The Gene Ontology and the Meaning of Biological Function
The Gene Ontology (GO) provides a framework and set of concepts for describing the functions of gene products from all organisms. It is specifically designed for supporting the computational representation of biological systems. A GO annotation is an association between a specific gene product and a GO concept, together making a statement pertinent to the function of that gene. However, the meaning of the term “function” is not as straightforward as it might seem, and has been discussed at length in both philosophical and biological circles. Here, I first review these discussions. I then present an explicit formulation of the biological model that underlies the GO and annotations, and discuss how this model relates to the broader debates on the meaning of biological function.

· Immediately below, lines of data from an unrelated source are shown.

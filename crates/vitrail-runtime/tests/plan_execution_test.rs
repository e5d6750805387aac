//! Plan loading and execution behavior: weight upload validation, input
//! validation, and the frozen latent quantization plans end to end.

mod common;

use common::{f32_container, f32_desc, runtime_or_skip, test_plan, weight, zeroed};
use vitrail_plan::{
    ADD, AddParams, LATENT_NUMEL, Pass, decoder_plan, latent_pack_plan, latent_unpack_plan,
    pack_latent_q4, unpack_latent_q4,
};
use vitrail_runtime::{RuntimeError, Tensor};

fn params_bytes<P: bytemuck::Pod>(params: &P) -> Vec<u8> {
    bytemuck::bytes_of(params).to_vec()
}

fn add_plan() -> vitrail_plan::Plan {
    test_plan(
        vec![zeroed("a", 64), weight("b", 64), zeroed("out", 64)],
        vec![Pass {
            label: "add".to_string(),
            kernel: ADD,
            bindings: vec![2, 0, 1],
            params: params_bytes(&AddParams {
                count: 16,
                _pad: [0; 3],
            }),
            workgroups: [1, 1, 1],
        }],
        (0, f32_desc(&[16])),
        (2, f32_desc(&[16])),
    )
}

#[test]
fn test_decoder_plan_requires_weights() {
    let Some(runtime) = runtime_or_skip() else {
        return;
    };

    // Loading the decoder with no container fails on its first weight slot,
    // before any large allocation is touched.
    let err = runtime.load_plan(decoder_plan(), None).unwrap_err();
    assert!(matches!(err, RuntimeError::MissingWeight(name) if name == "post_quant_conv.weight"));
}

#[test]
fn test_missing_weight_is_reported_by_name() {
    let Some(runtime) = runtime_or_skip() else {
        return;
    };

    let weights = f32_container(&[("unrelated", &[4], &[0.0; 4])]);
    let err = runtime.load_plan(add_plan(), Some(&weights)).unwrap_err();
    assert!(matches!(err, RuntimeError::MissingWeight(name) if name == "b"));
}

#[test]
fn test_weight_size_mismatch_is_rejected() {
    let Some(runtime) = runtime_or_skip() else {
        return;
    };

    // "b" holds 4 values, the plan slot expects 16.
    let weights = f32_container(&[("b", &[4], &[1.0; 4])]);
    let err = runtime.load_plan(add_plan(), Some(&weights)).unwrap_err();
    assert!(matches!(
        err,
        RuntimeError::WeightSizeMismatch {
            name,
            expected: 64,
            actual: 16,
        } if name == "b"
    ));
}

#[test]
fn test_input_layout_is_validated() {
    let Some(runtime) = runtime_or_skip() else {
        return;
    };

    let weights = f32_container(&[("b", &[16], &[0.5; 16])]);
    let executor = runtime.load_plan(add_plan(), Some(&weights)).unwrap();

    // Wrong shape.
    let err = executor
        .run(&Tensor::from_vec(vec![0.0f32; 8], &[8]))
        .unwrap_err();
    assert!(matches!(err, RuntimeError::InputError(_)));

    // Wrong dtype.
    let err = executor
        .run(&Tensor::from_vec(vec![0u32; 16], &[16]))
        .unwrap_err();
    assert!(matches!(err, RuntimeError::InputError(_)));
}

/// Latent values chosen to sit a quarter-step above each code, away from
/// rounding ties, cycling through all 16 codes.
fn latent_fixture() -> Vec<f32> {
    use vitrail_plan::{Q4_MIN, Q4_STEP};
    (0..LATENT_NUMEL)
        .map(|i| Q4_MIN + ((i % 16) as f32 + 0.25) * Q4_STEP)
        .collect()
}

#[test]
fn test_latent_q4_pack_matches_host_reference() {
    let Some(runtime) = runtime_or_skip() else {
        return;
    };

    let latent = latent_fixture();
    let executor = runtime.load_plan(latent_pack_plan(), None).unwrap();
    let packed = executor
        .run(&Tensor::from_vec(latent.clone(), &[1, 4, 64, 64]))
        .unwrap();

    assert_eq!(packed.shape(), &[LATENT_NUMEL / 8]);
    assert_eq!(packed.to_vec::<u32>().unwrap(), pack_latent_q4(&latent));
}

#[test]
fn test_latent_q4_unpack_round_trip() {
    let Some(runtime) = runtime_or_skip() else {
        return;
    };

    let latent = latent_fixture();
    let packed = pack_latent_q4(&latent);

    let executor = runtime.load_plan(latent_unpack_plan(), None).unwrap();
    let restored = executor
        .run(&Tensor::from_vec(packed.clone(), &[LATENT_NUMEL / 8]))
        .unwrap();

    assert_eq!(restored.shape(), &[1, 4, 64, 64]);
    let gpu_values = restored.to_vec::<f32>().unwrap();
    let host_values = unpack_latent_q4(&packed, LATENT_NUMEL);
    for (g, h) in gpu_values.iter().zip(&host_values) {
        assert!((g - h).abs() < 1e-6);
    }

    use vitrail_plan::Q4_STEP;
    for (orig, back) in latent.iter().zip(&gpu_values) {
        assert!((orig - back).abs() <= Q4_STEP / 2.0 + 1e-5);
    }
}
//! Latent file I/O and generation.
//!
//! Latents travel either as raw little-endian f32 files (65536 bytes for
//! the `[1, 4, 64, 64]` latent), as a `latent` tensor inside a safetensors
//! container, or as 4-bit-packed `.q4` files produced by `pack-latent`.

use anyhow::{Context, Result, bail};
use rand::SeedableRng;
use rand::rngs::StdRng;
use std::path::Path;
use vitrail_plan::LATENT_NUMEL;
use vitrail_safetensors::{Dtype, SafeTensors};

/// Read a latent from a raw f32 file or a safetensors container.
pub fn read_latent(path: &Path) -> Result<Vec<f32>> {
    let is_safetensors = path
        .extension()
        .is_some_and(|ext| ext.eq_ignore_ascii_case("safetensors"));

    if is_safetensors {
        let container = SafeTensors::open(path)
            .with_context(|| format!("Failed to open {}", path.display()))?;
        let view = container
            .tensor("latent")
            .context("Container has no 'latent' tensor")?;
        if view.dtype != Dtype::F32 {
            bail!("'latent' tensor is {}, expected F32", view.dtype);
        }
        let values = f32_from_le_bytes(view.data);
        check_latent_len(values.len())?;
        Ok(values)
    } else {
        let bytes = std::fs::read(path)
            .with_context(|| format!("Failed to read {}", path.display()))?;
        if bytes.len() % 4 != 0 {
            bail!(
                "{} is not a raw f32 latent ({} bytes)",
                path.display(),
                bytes.len()
            );
        }
        let values = f32_from_le_bytes(&bytes);
        check_latent_len(values.len())?;
        Ok(values)
    }
}

/// Write a latent as raw little-endian f32.
pub fn write_latent(path: &Path, values: &[f32]) -> Result<()> {
    let bytes: Vec<u8> = values.iter().flat_map(|v| v.to_le_bytes()).collect();
    std::fs::write(path, bytes).with_context(|| format!("Failed to write {}", path.display()))
}

/// Read a 4-bit-packed latent file.
pub fn read_packed(path: &Path) -> Result<Vec<u32>> {
    let bytes =
        std::fs::read(path).with_context(|| format!("Failed to read {}", path.display()))?;
    let expected = LATENT_NUMEL / 8 * 4;
    if bytes.len() != expected {
        bail!(
            "{} holds {} bytes, expected {} for a packed latent",
            path.display(),
            bytes.len(),
            expected
        );
    }
    Ok(bytes
        .chunks_exact(4)
        .map(|b| u32::from_le_bytes(b.try_into().expect("chunk is 4 bytes")))
        .collect())
}

/// Write a 4-bit-packed latent file.
pub fn write_packed(path: &Path, words: &[u32]) -> Result<()> {
    let bytes: Vec<u8> = words.iter().flat_map(|w| w.to_le_bytes()).collect();
    std::fs::write(path, bytes).with_context(|| format!("Failed to write {}", path.display()))
}

/// Draw a standard-normal latent from a seeded RNG.
///
/// Box-Muller over the seeded uniform stream; the pack carries no normal
/// distribution crate.
pub fn random_latent(seed: u64) -> Vec<f32> {
    use rand::Rng;

    let mut rng = StdRng::seed_from_u64(seed);
    let mut values = Vec::with_capacity(LATENT_NUMEL);
    while values.len() < LATENT_NUMEL {
        let u1: f32 = rng.random::<f32>().max(1e-7);
        let u2: f32 = rng.random();
        let radius = (-2.0 * u1.ln()).sqrt();
        let angle = 2.0 * std::f32::consts::PI * u2;
        values.push(radius * angle.cos());
        if values.len() < LATENT_NUMEL {
            values.push(radius * angle.sin());
        }
    }
    values
}

fn f32_from_le_bytes(bytes: &[u8]) -> Vec<f32> {
    bytes
        .chunks_exact(4)
        .map(|b| f32::from_le_bytes(b.try_into().expect("chunk is 4 bytes")))
        .collect()
}

fn check_latent_len(len: usize) -> Result<()> {
    if len != LATENT_NUMEL {
        bail!("latent holds {len} values, expected {LATENT_NUMEL} (1x4x64x64)");
    }
    Ok(())
}
//! Latent 4-bit quantization plans.
//!
//! The export pipeline ships a custom quantization kernel for the final
//! latent encode: each f32 latent value maps to a 4-bit code over the baked
//! range [-4, 4], eight codes per u32 word. The pack/unpack plans here wrap
//! that kernel pair for the fixed `[1, 4, 64, 64]` latent; the host
//! functions mirror the kernels exactly for tests and GPU-free tooling.

use crate::params::{QuantParams, bake};
use crate::plan::{
    BufferInit, BufferSlot, DataType, Pass, Plan, TensorDesc, elementwise_workgroups,
};
use crate::shaders::{self, kernel_table};

/// Element count of the `[1, 4, 64, 64]` latent.
pub const LATENT_NUMEL: usize = 16_384;

/// Lower bound of the baked quantization range.
pub const Q4_MIN: f32 = -4.0;

/// Step between adjacent 4-bit codes over the [-4, 4] range.
pub const Q4_STEP: f32 = 8.0 / 15.0;

const WORDS: usize = LATENT_NUMEL / 8;

fn quant_params() -> Vec<u8> {
    bake(&QuantParams {
        count: LATENT_NUMEL as u32,
        qmin: Q4_MIN,
        step: Q4_STEP,
        _pad: 0,
    })
}

/// Plan packing an f32 latent into 4-bit codes.
pub fn latent_pack_plan() -> Plan {
    let buffers = vec![
        BufferSlot {
            label: "latent".to_string(),
            size: (LATENT_NUMEL * 4) as u64,
            init: BufferInit::Zeroed,
        },
        BufferSlot {
            label: "packed".to_string(),
            size: (WORDS * 4) as u64,
            init: BufferInit::Zeroed,
        },
    ];
    let passes = vec![Pass {
        label: "latent_q4_pack".to_string(),
        kernel: shaders::LATENT_Q4_PACK,
        bindings: vec![1, 0],
        params: quant_params(),
        workgroups: elementwise_workgroups(WORDS),
    }];

    Plan {
        name: "latent_q4_pack",
        kernels: kernel_table(),
        buffers,
        passes,
        input: (0, TensorDesc::new(&[1, 4, 64, 64], DataType::F32)),
        output: (1, TensorDesc::new(&[WORDS], DataType::U32)),
    }
}

/// Plan unpacking 4-bit codes back into an f32 latent.
pub fn latent_unpack_plan() -> Plan {
    let buffers = vec![
        BufferSlot {
            label: "packed".to_string(),
            size: (WORDS * 4) as u64,
            init: BufferInit::Zeroed,
        },
        BufferSlot {
            label: "latent".to_string(),
            size: (LATENT_NUMEL * 4) as u64,
            init: BufferInit::Zeroed,
        },
    ];
    let passes = vec![Pass {
        label: "latent_q4_unpack".to_string(),
        kernel: shaders::LATENT_Q4_UNPACK,
        bindings: vec![1, 0],
        params: quant_params(),
        workgroups: elementwise_workgroups(LATENT_NUMEL),
    }];

    Plan {
        name: "latent_q4_unpack",
        kernels: kernel_table(),
        buffers,
        passes,
        input: (0, TensorDesc::new(&[WORDS], DataType::U32)),
        output: (1, TensorDesc::new(&[1, 4, 64, 64], DataType::F32)),
    }
}

/// Host-side reference of the pack kernel.
pub fn pack_latent_q4(values: &[f32]) -> Vec<u32> {
    values
        .chunks(8)
        .map(|chunk| {
            let mut word = 0u32;
            for (k, &v) in chunk.iter().enumerate() {
                let code = ((v - Q4_MIN) / Q4_STEP).round().clamp(0.0, 15.0) as u32;
                word |= code << (k * 4);
            }
            word
        })
        .collect()
}

/// Host-side reference of the unpack kernel.
pub fn unpack_latent_q4(words: &[u32], count: usize) -> Vec<f32> {
    (0..count)
        .map(|i| {
            let code = (words[i / 8] >> ((i % 8) * 4)) & 15;
            Q4_MIN + code as f32 * Q4_STEP
        })
        .collect()
}

#[cfg(test)]
mod tests {
    use super::*;

    #[test]
    fn test_latent_plans_are_valid() {
        latent_pack_plan().validate().unwrap();
        latent_unpack_plan().validate().unwrap();
    }

    #[test]
    fn test_pack_plan_shapes() {
        let plan = latent_pack_plan();
        assert_eq!(plan.passes.len(), 1);
        assert_eq!(plan.input.1.size_bytes(), 65_536);
        assert_eq!(plan.output.1.size_bytes(), 8_192);

        let unpack = latent_unpack_plan();
        assert_eq!(unpack.input.1.size_bytes(), 8_192);
        assert_eq!(unpack.output.1.size_bytes(), 65_536);
    }

    #[test]
    fn test_pack_known_codes() {
        // qmin maps to code 0, qmax to code 15, zero to code 8 (round(7.5)).
        let words = pack_latent_q4(&[Q4_MIN, 4.0, 0.0, Q4_MIN + Q4_STEP, 0.0, 0.0, 0.0, 0.0]);
        assert_eq!(words.len(), 1);
        assert_eq!(words[0] & 0xF, 0);
        assert_eq!((words[0] >> 4) & 0xF, 15);
        assert_eq!((words[0] >> 8) & 0xF, 8);
        assert_eq!((words[0] >> 12) & 0xF, 1);
    }

    #[test]
    fn test_out_of_range_values_clamp() {
        let words = pack_latent_q4(&[-100.0, 100.0, 0.0, 0.0, 0.0, 0.0, 0.0, 0.0]);
        assert_eq!(words[0] & 0xF, 0);
        assert_eq!((words[0] >> 4) & 0xF, 15);
    }

    #[test]
    fn test_round_trip_error_bound() {
        // A deterministic spread across the quantization range.
        let values: Vec<f32> = (0..LATENT_NUMEL)
            .map(|i| -3.9 + 7.8 * (i as f32 / (LATENT_NUMEL - 1) as f32))
            .collect();

        let packed = pack_latent_q4(&values);
        assert_eq!(packed.len(), WORDS);
        let restored = unpack_latent_q4(&packed, LATENT_NUMEL);

        for (&orig, &back) in values.iter().zip(&restored) {
            assert!(
                (orig - back).abs() <= Q4_STEP / 2.0 + 1e-5,
                "round-trip error too large: {orig} -> {back}"
            );
        }
    }

    #[test]
    fn test_unpack_word_layout() {
        // Codes 0..7 packed little-end first.
        let word = 0x7654_3210u32;
        let values = unpack_latent_q4(&[word], 8);
        for (i, &v) in values.iter().enumerate() {
            let expected = Q4_MIN + i as f32 * Q4_STEP;
            assert!((v - expected).abs() < 1e-6);
        }
    }
}
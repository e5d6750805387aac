//! User-facing tensor type for CPU/GPU data interchange.

use crate::error::{Result, RuntimeError};
use bytemuck::Pod;
use vitrail_plan::DataType;

/// User-facing tensor for input/output data.
///
/// Holds host memory only; the runtime uploads and downloads the bytes.
#[derive(Debug, Clone)]
pub struct Tensor {
    data: Vec<u8>,
    shape: Vec<usize>,
    dtype: DataType,
}

impl Tensor {
    /// Create a tensor from a vector with a given shape.
    ///
    /// # Panics
    ///
    /// Panics if the data length doesn't match the shape product.
    pub fn from_vec<T: Pod>(data: Vec<T>, shape: &[usize]) -> Self {
        let expected_len: usize = shape.iter().product();
        assert_eq!(
            data.len(),
            expected_len,
            "Data length {} doesn't match shape {:?} (expected {})",
            data.len(),
            shape,
            expected_len
        );

        Self {
            data: bytemuck::cast_slice(&data).to_vec(),
            shape: shape.to_vec(),
            dtype: Self::infer_dtype::<T>(),
        }
    }

    /// Create a tensor from raw bytes.
    pub(crate) fn from_raw(data: Vec<u8>, shape: &[usize], dtype: DataType) -> Self {
        Self {
            data,
            shape: shape.to_vec(),
            dtype,
        }
    }

    /// Get a slice view of the tensor data.
    ///
    /// # Errors
    /// Returns an error if the element type size doesn't match or the byte
    /// buffer is not aligned for `T`.
    pub fn as_slice<T: Pod>(&self) -> Result<&[T]> {
        if std::mem::size_of::<T>() * self.len() != self.data.len() {
            return Err(RuntimeError::TensorError("Type size mismatch".to_string()));
        }
        bytemuck::try_cast_slice(&self.data)
            .map_err(|e| RuntimeError::TensorError(format!("Cast failed: {e}")))
    }

    /// Convert tensor contents to a Vec.
    ///
    /// Unlike [`Tensor::as_slice`], this copies and therefore accepts byte
    /// buffers that are not aligned for `T`.
    pub fn to_vec<T: Pod>(&self) -> Result<Vec<T>> {
        if std::mem::size_of::<T>() * self.len() != self.data.len() {
            return Err(RuntimeError::TensorError("Type size mismatch".to_string()));
        }
        Ok(bytemuck::pod_collect_to_vec(&self.data))
    }

    /// Raw bytes of the tensor data (uploaded verbatim to the GPU).
    pub fn as_bytes(&self) -> &[u8] {
        &self.data
    }

    /// Shape of the tensor.
    pub fn shape(&self) -> &[usize] {
        &self.shape
    }

    /// Element data type.
    pub fn dtype(&self) -> DataType {
        self.dtype
    }

    /// Total number of elements.
    pub fn len(&self) -> usize {
        self.shape.iter().product()
    }

    /// Check if the tensor is empty.
    pub fn is_empty(&self) -> bool {
        self.len() == 0
    }

    fn infer_dtype<T: Pod>() -> DataType {
        let type_name = std::any::type_name::<T>();
        if type_name.contains("u32") {
            DataType::U32
        } else {
            // The artifact only moves f32 and packed-u32 data.
            DataType::F32
        }
    }
}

Key wordsGenome Function Ontology Selected effects Causal role
1 What Is Biological Function?
The notion of function in biology has received a great deal of attention in the philosophical literature. At the broadest level, there are two schools of thought on how functions should be defined, now most commonly referred to as “causal role function” and “selected effect function.” Causal role function was first proposed by Cummins , and it focuses on describing function in terms of how a part contributes to some overall capacity of the system that contains the part. In this formulation, the function of an entity is relative to some system to which it contributes. For example, the statement “the function of the heart is to pump blood” has meaning only in the context of the larger circulatory system’s capacity to deliver nutrients and remove waste products from bodily tissues. However, one of the main objections to the causal role definition of function is that there is no systematic way to identify what the larger system (and the relevant capacity of that system) should be. Selected effect function, on the other hand, derives from the “etiological” definition of function first proposed by Wright . In this formulation, a function of an entity is the ultimate answer to the question of why the entity exists at all. In biology, as explained by Millikan  and Neander , this is tantamount to asking the following: For which of its effects was it selected during evolution? One obvious advantage of the selected effect definition is that it explicitly incorporates evolutionary considerations, and demands that a function ultimately derive from its history of natural selection. On the more practical side, it has the further advantage of putting constraints on which effects, out of the myriad causal effects that a particular entity might have, could be considered as functions. Following the example above, an effect of the heart (beating) is to produce a sound, but it would not be correct to say that the function of the heart is to produce a sound. The selected effects definition of function would distinguish a proper function (e.g., pumping blood) from an “accidental” effect (e.g., producing a sound) on the basis that natural selection more likely operated on the heart’s effect of pumping blood. In the causal role definition, on the other hand, there is always the potential for arbitrariness and idiosyncrasy in defining a containing system and capacities; thus there is no general rule for distinguishing functional from accidental effects.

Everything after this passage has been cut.